JAKARTA, KOMPAS.com - Penasihat hukum Rachmawati Soekarnoputri, Yusril Ihza Mahendra menyatakan, kliennya tidak akan mengajukan prapradilan atas penetapan tersangka terkait dugaan makar.
Yusril berharap aparat penegak hukum memahami penjelasan kliennya.
"Status beliau adalah tersangka sampai detik ini. Mudah-mudahan dengan penjelasan beliau, pihak kepolisian dapat memaklumi apa yang disampaikan beliau," kata Yusril, dalam jumpa pers di kediaman Rachmawati, di Jalan Jatipadang Raya, Pasar Minggu, Jakarta Selatan, Rabu (7/12/2016).
Yusril menyatakan, Rachmawati tidak berniat melakukan makar. Rencana Rachmawati menyampaikan petisi ke DPR/MPR yang meminta agar dikembalikannya Undang-Undang Dasar 1945 ke awal, menurutnya melalui jalur yang sah dan konstitusional.

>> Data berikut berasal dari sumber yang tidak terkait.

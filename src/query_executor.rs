use crate::config::{Config, QuerySet};
use crate::error::QueryError;
use crate::graylog::LogSearch;
use crate::log_entry::{self, LogEntry, Record, MESSAGE_FIELD, TIMESTAMP_FIELD};
use crate::types::{RangeInput, SectionResult, TimeRange};
use chrono::{DateTime, Duration, FixedOffset, TimeZone, Utc};
use log::info;
use serde_json::{Map, Value};
use std::collections::BTreeMap;
use std::sync::Arc;

/// Runs configured query sets against a log-search backend.
pub struct QueryExecutor {
    config: Arc<Config>,
    backend: Arc<dyn LogSearch>,
}

impl QueryExecutor {
    pub fn new(config: Arc<Config>, backend: Arc<dyn LogSearch>) -> Self {
        Self { config, backend }
    }

    /// Fetches, projects and filters every query of `query_set_name`.
    ///
    /// Entries are concatenated in query-list order, keeping backend order
    /// within each query. Any failing query fails the whole call.
    pub async fn run_query(
        &self,
        query_set_name: &str,
        range: &RangeInput,
    ) -> Result<Vec<LogEntry>, QueryError> {
        Ok(self.run_section(query_set_name, range).await?.messages)
    }

    /// Runs every configured query set over the same range.
    pub async fn run_all(&self, range: &RangeInput) -> Result<Vec<SectionResult<LogEntry>>, QueryError> {
        // Validate up front so a bad range is not reported per set.
        self.resolve(range)?;

        let mut sections = Vec::with_capacity(self.config.query_sets.len());
        for set in &self.config.query_sets {
            sections.push(self.run_section(&set.name, range).await?);
        }
        Ok(sections)
    }

    async fn run_section(
        &self,
        query_set_name: &str,
        range: &RangeInput,
    ) -> Result<SectionResult<LogEntry>, QueryError> {
        let set = self
            .config
            .query_set(query_set_name)
            .ok_or_else(|| QueryError::UnknownQuerySet(query_set_name.to_string()))?;
        let range = self.resolve(range)?;
        let range = match set.time_frame {
            Some(frame) => range.trailing(frame)?,
            None => range,
        };

        let fields = self.request_fields(set);
        let mut entries = Vec::new();
        let mut per_query = Vec::with_capacity(set.queries.len());

        for query in &set.queries {
            let records = self.backend.search(query, &range, &fields).await?;
            let fetched = records.len();

            let kept: Vec<Record> = records
                .into_iter()
                .filter(|record| !self.is_filtered(&log_entry::message_text(record)))
                .collect();
            let produced: Vec<LogEntry> = match set.time_frame {
                Some(frame) => {
                    aggregate_by_time_frame(&kept, frame, &set.name, query, &self.config.timezone)
                }
                None => kept
                    .iter()
                    .map(|record| {
                        LogEntry::new(
                            set.name.clone(),
                            query.clone(),
                            log_entry::project(record, &self.config.output_fields, &self.config.timezone),
                            log_entry::message_text(record),
                        )
                    })
                    .collect(),
            };

            info!(
                "[{}] {:?}: {} fetched, {} kept, {} entries",
                set.name,
                query,
                fetched,
                kept.len(),
                produced.len()
            );
            per_query.push(produced.len());
            entries.extend(produced);
        }

        Ok(SectionResult {
            name: set.name.clone(),
            queries: set.queries.clone(),
            total_messages: entries.len(),
            per_query,
            messages: entries,
        })
    }

    fn resolve(&self, range: &RangeInput) -> Result<TimeRange, QueryError> {
        range.resolve(&self.config.default_range, &self.config.timezone)
    }

    /// Output fields plus the message field, which filtering needs, and the
    /// timestamp when the set is bucketed by time.
    fn request_fields(&self, set: &QuerySet) -> Vec<String> {
        let mut fields = self.config.output_fields.clone();
        if fields.is_empty() {
            return fields;
        }
        let mut required = vec![MESSAGE_FIELD];
        if set.time_frame.is_some() {
            required.push(TIMESTAMP_FIELD);
        }
        for name in required {
            if !fields.iter().any(|f| f == name) {
                fields.push(name.to_string());
            }
        }
        fields
    }

    fn is_filtered(&self, message: &str) -> bool {
        if self.config.filter_keywords.is_empty() {
            return false;
        }
        let message = message.to_lowercase();
        self.config
            .filter_keywords
            .iter()
            .any(|keyword| message.contains(keyword.as_str()))
    }
}

/// Folds records into one entry per `frame`-wide bucket, oldest bucket first.
///
/// A bucket's message is its records' messages in time order, trimmed, one
/// per line; its only field is the bucket start time. Records without a
/// readable timestamp are dropped.
fn aggregate_by_time_frame(
    records: &[Record],
    frame: Duration,
    section: &str,
    query: &str,
    tz: &FixedOffset,
) -> Vec<LogEntry> {
    let frame_secs = frame.num_seconds().max(1);
    let mut buckets: BTreeMap<i64, Vec<(DateTime<Utc>, String)>> = BTreeMap::new();
    for record in records {
        let Some(ts) = record.get(TIMESTAMP_FIELD).and_then(log_entry::parse_timestamp) else {
            continue;
        };
        let start = ts.timestamp().div_euclid(frame_secs) * frame_secs;
        buckets
            .entry(start)
            .or_default()
            .push((ts, log_entry::message_text(record)));
    }

    buckets
        .into_iter()
        .filter_map(|(start, mut lines)| {
            let start = Utc.timestamp_opt(start, 0).single()?;
            lines.sort_by_key(|(ts, _)| *ts);
            let message = lines
                .iter()
                .map(|(_, text)| text.trim())
                .collect::<Vec<_>>()
                .join("\n");
            let mut fields = Map::new();
            fields.insert(
                TIMESTAMP_FIELD.to_string(),
                Value::String(log_entry::format_timestamp(&start, tz)),
            );
            Some(LogEntry::new(section.to_string(), query.to_string(), fields, message))
        })
        .collect()
}
use crate::config::AiConfig;
use crate::error::{truncate_body, RcaError};
use log::{debug, error, info, warn};
use serde::Deserialize;
use serde_json::json;
use std::path::PathBuf;
use std::time::Duration;
use tokio::fs;

const REQUEST_TIMEOUT: Duration = Duration::from_secs(120);
const MAX_KEY_LEN: usize = 256;

/// System instruction plus the selected log text.
#[derive(Debug, Clone, PartialEq, Eq)]
pub struct Prompt {
    pub system: String,
    pub content: String,
}

impl Prompt {
    /// One message per line, in selection order.
    pub fn new<S: AsRef<str>>(system: &str, messages: &[S]) -> Self {
        let content = messages
            .iter()
            .map(|m| m.as_ref())
            .collect::<Vec<_>>()
            .join("\n");
        Self {
            system: system.to_string(),
            content,
        }
    }

    pub fn render(&self) -> String {
        format!("{}\n{}", self.system, self.content)
    }
}

#[derive(Debug, Deserialize)]
struct ChatCompletion {
    #[serde(default)]
    choices: Vec<Choice>,
}

#[derive(Debug, Deserialize)]
struct Choice {
    message: Option<ChatMessage>,
}

#[derive(Debug, Deserialize)]
struct ChatMessage {
    content: Option<String>,
}

/// Root-cause analysis through an OpenAI-compatible chat completions API.
pub struct RcaClient {
    http: reqwest::Client,
    config: AiConfig,
}

impl RcaClient {
    pub fn new(config: AiConfig) -> Result<Self, RcaError> {
        let http = reqwest::Client::builder()
            .timeout(REQUEST_TIMEOUT)
            .build()
            .map_err(|e| RcaError::Unreachable(format!("Failed to build HTTP client: {}", e)))?;
        Ok(Self { http, config })
    }

    /// Sends the selected messages for analysis and returns the reply verbatim.
    pub async fn analyze<S: AsRef<str>>(&self, messages: &[S]) -> Result<String, RcaError> {
        let endpoint = self.config.endpoint.as_ref().ok_or(RcaError::NotConfigured)?;
        if messages.iter().all(|m| m.as_ref().trim().is_empty()) {
            return Err(RcaError::EmptySelection);
        }

        let prompt = Prompt::new(&self.config.system_prompt, messages);
        let url = format!("{}/chat/completions", endpoint.host);
        let payload = json!({
            "model": endpoint.model,
            "messages": [
                {"role": "system", "content": prompt.system},
                {"role": "user", "content": prompt.content},
            ],
        });

        info!("Requesting RCA for {} message(s) from {}", messages.len(), endpoint.model);
        debug!("RCA prompt:\n{}", prompt.render());
        let response = self
            .http
            .post(&url)
            .bearer_auth(&endpoint.api_key)
            .json(&payload)
            .send()
            .await
            .map_err(|e| {
                error!("AI endpoint request failed: {}", e);
                RcaError::Unreachable(e.to_string())
            })?;

        let status = response.status();
        if !status.is_success() {
            let body = response.text().await.unwrap_or_default();
            error!("AI endpoint returned {}", status);
            return Err(RcaError::UpstreamError(status.as_u16(), truncate_body(&body)));
        }

        let completion: ChatCompletion = response
            .json()
            .await
            .map_err(|e| RcaError::InvalidResponse(e.to_string()))?;

        completion
            .choices
            .into_iter()
            .next()
            .and_then(|c| c.message)
            .and_then(|m| m.content)
            .ok_or_else(|| RcaError::InvalidResponse("No response from AI".to_string()))
    }

    /// Stores an analysis under `key`. Failures are logged and swallowed.
    pub async fn save_result(&self, key: &str, content: &str) {
        let Some(path) = self.result_path(key) else {
            warn!("Not saving AI result under invalid key");
            return;
        };
        if let Err(e) = fs::create_dir_all(&self.config.results_dir).await {
            warn!("Failed to create {:?}: {}", self.config.results_dir, e);
            return;
        }
        match fs::write(&path, content).await {
            Ok(()) => info!("Saved AI result to {:?}", path),
            Err(e) => warn!("Failed to save AI result to {:?}: {}", path, e),
        }
    }

    pub async fn load_result(&self, key: &str) -> Result<String, RcaError> {
        let path = self.result_path(key).ok_or(RcaError::InvalidKey)?;
        match fs::read_to_string(&path).await {
            Ok(content) => Ok(content),
            Err(e) if e.kind() == std::io::ErrorKind::NotFound => Err(RcaError::NotFound),
            Err(e) => Err(e.into()),
        }
    }

    fn result_path(&self, key: &str) -> Option<PathBuf> {
        is_valid_key(key).then(|| self.config.results_dir.join(format!("{}.txt", key)))
    }
}

/// Base64url-style names only: `[A-Za-z0-9_-]{1,256}`.
pub fn is_valid_key(key: &str) -> bool {
    !key.is_empty()
        && key.len() <= MAX_KEY_LEN
        && key
            .chars()
            .all(|c| c.is_ascii_alphanumeric() || c == '-' || c == '_')
}

#[cfg(test)]
mod tests {
    use super::*;
    use crate::config::{AiEndpoint, DEFAULT_SYSTEM_PROMPT};
    use axum::http::{HeaderMap, StatusCode};
    use axum::routing::post;
    use axum::{Json, Router};
    use serde_json::Value;
    use std::path::Path;
    use tempfile::TempDir;

    async fn serve(router: Router) -> String {
        let listener = tokio::net::TcpListener::bind("127.0.0.1:0").await.unwrap();
        let addr = listener.local_addr().unwrap();
        tokio::spawn(async move {
            axum::serve(listener, router).await.unwrap();
        });
        format!("http://{}", addr)
    }

    fn client(host: Option<String>, results_dir: &Path) -> RcaClient {
        RcaClient::new(AiConfig {
            endpoint: host.map(|host| AiEndpoint {
                host,
                api_key: "sk-test".to_string(),
                model: "test-model".to_string(),
            }),
            system_prompt: DEFAULT_SYSTEM_PROMPT.to_string(),
            results_dir: results_dir.to_path_buf(),
        })
        .unwrap()
    }

    #[test]
    fn prompt_keeps_selection_order() {
        let prompt = Prompt::new("Find the cause.", &["first", "second"]);
        assert_eq!(prompt.content, "first\nsecond");
        assert_eq!(prompt.render(), "Find the cause.\nfirst\nsecond");
    }

    #[tokio::test]
    async fn returns_completion_text_unmodified() {
        let dir = TempDir::new().unwrap();
        let router = Router::new().route(
            "/chat/completions",
            post(|headers: HeaderMap, Json(body): Json<Value>| async move {
                assert_eq!(headers["authorization"], "Bearer sk-test");
                assert_eq!(body["model"], "test-model");
                assert_eq!(body["messages"][0]["content"], DEFAULT_SYSTEM_PROMPT);
                assert_eq!(body["messages"][1]["content"], "db down\nretry failed");
                Json(serde_json::json!({
                    "choices": [{"message": {"role": "assistant", "content": "  Root cause: db.\n"}}]
                }))
            }),
        );
        let base = serve(router).await;

        let text = client(Some(base), dir.path())
            .analyze(&["db down", "retry failed"])
            .await
            .unwrap();
        assert_eq!(text, "  Root cause: db.\n");
    }

    #[tokio::test]
    async fn transport_failure_is_unreachable() {
        let dir = TempDir::new().unwrap();
        let result = client(Some("http://127.0.0.1:1".to_string()), dir.path())
            .analyze(&["boom"])
            .await;
        assert!(matches!(result, Err(RcaError::Unreachable(_))));
    }

    #[tokio::test]
    async fn error_status_is_upstream_error() {
        let dir = TempDir::new().unwrap();
        let router = Router::new().route(
            "/chat/completions",
            post(|| async { (StatusCode::TOO_MANY_REQUESTS, "slow down") }),
        );
        let base = serve(router).await;

        match client(Some(base), dir.path()).analyze(&["boom"]).await {
            Err(RcaError::UpstreamError(429, body)) => assert_eq!(body, "slow down"),
            other => panic!("expected UpstreamError, got {:?}", other),
        }
    }

    #[tokio::test]
    async fn empty_choices_are_invalid() {
        let dir = TempDir::new().unwrap();
        let router = Router::new().route(
            "/chat/completions",
            post(|| async { Json(serde_json::json!({"choices": []})) }),
        );
        let base = serve(router).await;

        let result = client(Some(base), dir.path()).analyze(&["boom"]).await;
        assert!(matches!(result, Err(RcaError::InvalidResponse(_))));
    }

    #[tokio::test]
    async fn unconfigured_and_empty_requests_are_rejected() {
        let dir = TempDir::new().unwrap();
        let result = client(None, dir.path()).analyze(&["boom"]).await;
        assert!(matches!(result, Err(RcaError::NotConfigured)));

        let result = client(Some("http://127.0.0.1:1".to_string()), dir.path())
            .analyze(&["  ", ""])
            .await;
        assert!(matches!(result, Err(RcaError::EmptySelection)));
    }

    #[tokio::test]
    async fn saved_results_can_be_loaded() {
        let dir = TempDir::new().unwrap();
        let results_dir = dir.path().join("ai-results");
        let rca = client(None, &results_dir);

        rca.save_result("abc_DEF-1", "analysis").await;
        assert_eq!(rca.load_result("abc_DEF-1").await.unwrap(), "analysis");
        assert!(results_dir.join("abc_DEF-1.txt").is_file());
        assert!(matches!(rca.load_result("missing").await, Err(RcaError::NotFound)));
        assert!(matches!(rca.load_result("../etc/passwd").await, Err(RcaError::InvalidKey)));
    }

    #[test]
    fn key_validation() {
        assert!(is_valid_key("aGVsbG8-_x"));
        assert!(!is_valid_key(""));
        assert!(!is_valid_key("a/b"));
        assert!(!is_valid_key("a.b"));
        assert!(!is_valid_key(&"a".repeat(257)));
    }
}
use crate::config::GraylogConfig;
use crate::error::{truncate_body, QueryError};
use crate::log_entry::Record;
use crate::types::TimeRange;
use async_trait::async_trait;
use log::{debug, info, warn};
use reqwest::StatusCode;
use serde::Deserialize;
use serde_json::{json, Value};
use std::time::Duration;

const SEARCH_MESSAGES_PATH: &str = "/api/search/messages";
const SEARCH_UNIVERSAL_ABSOLUTE_PATH: &str = "/api/search/universal/absolute";
const PAGE_SIZE: usize = 500;
const REQUEST_TIMEOUT: Duration = Duration::from_secs(60);
const REQUESTED_BY: &str = "issue-tracer";

/// Something that can run one search query over a time range.
#[async_trait]
pub trait LogSearch: Send + Sync {
    /// Returns matching records in backend order.
    async fn search(
        &self,
        query: &str,
        range: &TimeRange,
        fields: &[String],
    ) -> Result<Vec<Record>, QueryError>;
}

/// Graylog REST client. Prefers the scripting API and falls back to the
/// legacy absolute search when the server does not have it.
pub struct GraylogClient {
    http: reqwest::Client,
    config: GraylogConfig,
}

#[derive(Debug, Deserialize)]
struct ScriptingResponse {
    #[serde(default)]
    schema: Vec<SchemaColumn>,
    #[serde(default)]
    datarows: Vec<Vec<Value>>,
}

#[derive(Debug, Deserialize)]
struct SchemaColumn {
    #[serde(default)]
    field: Option<String>,
    #[serde(default)]
    name: Option<String>,
}

#[derive(Debug, Deserialize)]
struct LegacyResponse {
    #[serde(default)]
    messages: Vec<Value>,
}

impl GraylogClient {
    pub fn new(config: GraylogConfig) -> Result<Self, QueryError> {
        let http = reqwest::Client::builder()
            .timeout(REQUEST_TIMEOUT)
            .build()
            .map_err(|e| QueryError::BackendUnreachable(format!("Failed to build HTTP client: {}", e)))?;
        Ok(Self { http, config })
    }

    async fn search_scripting(
        &self,
        query: &str,
        range: &TimeRange,
        fields: &[String],
    ) -> Result<Vec<Record>, QueryError> {
        let url = format!("{}{}", self.config.domain, SEARCH_MESSAGES_PATH);
        let mut records = Vec::new();
        let mut columns: Vec<String> = Vec::new();
        let mut offset = 0;

        loop {
            let mut payload = json!({
                "query": query,
                "timerange": {
                    "type": "absolute",
                    "from": range.from_iso(),
                    "to": range.to_iso(),
                },
                "from": offset,
                "size": PAGE_SIZE,
                "sort": "timestamp",
                "sort_order": "desc",
            });
            if !fields.is_empty() {
                payload["fields"] = json!(fields);
            }

            debug!("POST {} offset={}", url, offset);
            let response = self
                .http
                .post(&url)
                .basic_auth(&self.config.auth.username, Some(&self.config.auth.password))
                .header("Accept", "application/json")
                .header("X-Requested-By", REQUESTED_BY)
                .json(&payload)
                .send()
                .await
                .map_err(|e| QueryError::BackendUnreachable(e.to_string()))?;

            let page: ScriptingResponse = read_json(response).await?;
            if columns.is_empty() {
                columns = page
                    .schema
                    .into_iter()
                    .map(|c| c.field.or(c.name).unwrap_or_default())
                    .collect();
            }

            let count = page.datarows.len();
            for row in page.datarows {
                records.push(
                    columns
                        .iter()
                        .cloned()
                        .zip(row)
                        .collect::<Record>(),
                );
            }

            if count < PAGE_SIZE {
                break;
            }
            offset += count;
        }

        Ok(records)
    }

    async fn search_legacy(&self, query: &str, range: &TimeRange) -> Result<Vec<Record>, QueryError> {
        let url = format!("{}{}", self.config.domain, SEARCH_UNIVERSAL_ABSOLUTE_PATH);
        let mut records = Vec::new();
        let mut offset = 0;

        loop {
            debug!("GET {} offset={}", url, offset);
            let response = self
                .http
                .get(&url)
                .basic_auth(&self.config.auth.username, Some(&self.config.auth.password))
                .header("Accept", "application/json")
                .header("X-Requested-By", REQUESTED_BY)
                .query(&[
                    ("query", query.to_string()),
                    ("from", range.from_iso()),
                    ("to", range.to_iso()),
                    ("limit", PAGE_SIZE.to_string()),
                    ("offset", offset.to_string()),
                    ("sort", "timestamp".to_string()),
                    ("order", "desc".to_string()),
                ])
                .send()
                .await
                .map_err(|e| QueryError::BackendUnreachable(e.to_string()))?;

            let page: LegacyResponse = read_json(response).await?;
            let count = page.messages.len();
            for wrapper in page.messages {
                // Each hit is {"message": {...fields}} or {"message": {"fields": {...}}}
                let message = match wrapper {
                    Value::Object(mut obj) => obj.remove("message").unwrap_or(Value::Object(obj)),
                    other => other,
                };
                let fields = match message {
                    Value::Object(mut obj) => match obj.remove("fields") {
                        Some(Value::Object(fields)) => fields,
                        Some(other) => {
                            obj.insert("fields".to_string(), other);
                            obj
                        }
                        None => obj,
                    },
                    _ => continue,
                };
                records.push(fields);
            }

            if count < PAGE_SIZE {
                break;
            }
            offset += count;
        }

        Ok(records)
    }
}

#[async_trait]
impl LogSearch for GraylogClient {
    async fn search(
        &self,
        query: &str,
        range: &TimeRange,
        fields: &[String],
    ) -> Result<Vec<Record>, QueryError> {
        match self.search_scripting(query, range, fields).await {
            Err(QueryError::BackendError(404, _)) => {
                warn!("Scripting API not available, falling back to universal/absolute search");
                self.search_legacy(query, range).await
            }
            other => {
                if let Ok(ref records) = other {
                    info!("Query {:?} returned {} records", query, records.len());
                }
                other
            }
        }
    }
}

async fn read_json<T: for<'de> Deserialize<'de>>(response: reqwest::Response) -> Result<T, QueryError> {
    let status = response.status();
    if status != StatusCode::OK {
        let body = response.text().await.unwrap_or_default();
        return Err(QueryError::BackendError(status.as_u16(), truncate_body(&body)));
    }
    response
        .json()
        .await
        .map_err(|e| QueryError::InvalidResponse(e.to_string()))
}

"Walaupun ada massa 10.000-20.000 ribu tapi tidak bermaksud masuk atau menduduki gedung DPR/MPR," ujar Yusril.
Sehingga, sebagai penasehat hukum, dirinya berharap kasus yang disangkakan kepada kliennya dapat berakhir tidak perlu sampai ada penahanan lagi atau bahkan hingga diadili.
"Bu Rachmawati pun sebenarnya tidak akan mengajukan prapradilan atas kasus ini, dengan harapan pihak kepolisian memaklumi keadaan ini dan mudah-mudahan yang disangkakan ke beliau sampai di sini saja," ujar Yusril. (Baca: Rachmawati Sebut Ingin ke DPR/MPR dengan 20.000 Orang untuk Serahkan Petisi)
Dengan status tersangka yang telah ditetapkan ke Rachmawati, ada dua cara menurutnya untuk mengakhiri status tersebut. Pertama ia berharap polisi menerbitkan Surat Perintah Penghentian Penyidikan (SP3) atau kasus ini di-deponering.
"Kalau di-deponering demi pertimbangan untuk kepentingan umum. Tapi kita serahkanlah untuk pihak kepolisian, apa yang akan dilakukan. Yang penting bagi kami kasus ini selesai, di SP3 lebih baik. Kalau di SP3 kan tidak cukup bukti untuk dilanjutkan," ujar Yusril.
Adapun Rachmawati menurutnya disangkakan dengan dua pasal yakni pasal 87 KUHP dan Pasal 107 KUHP, yang bunyinya sama-sama tentang makar.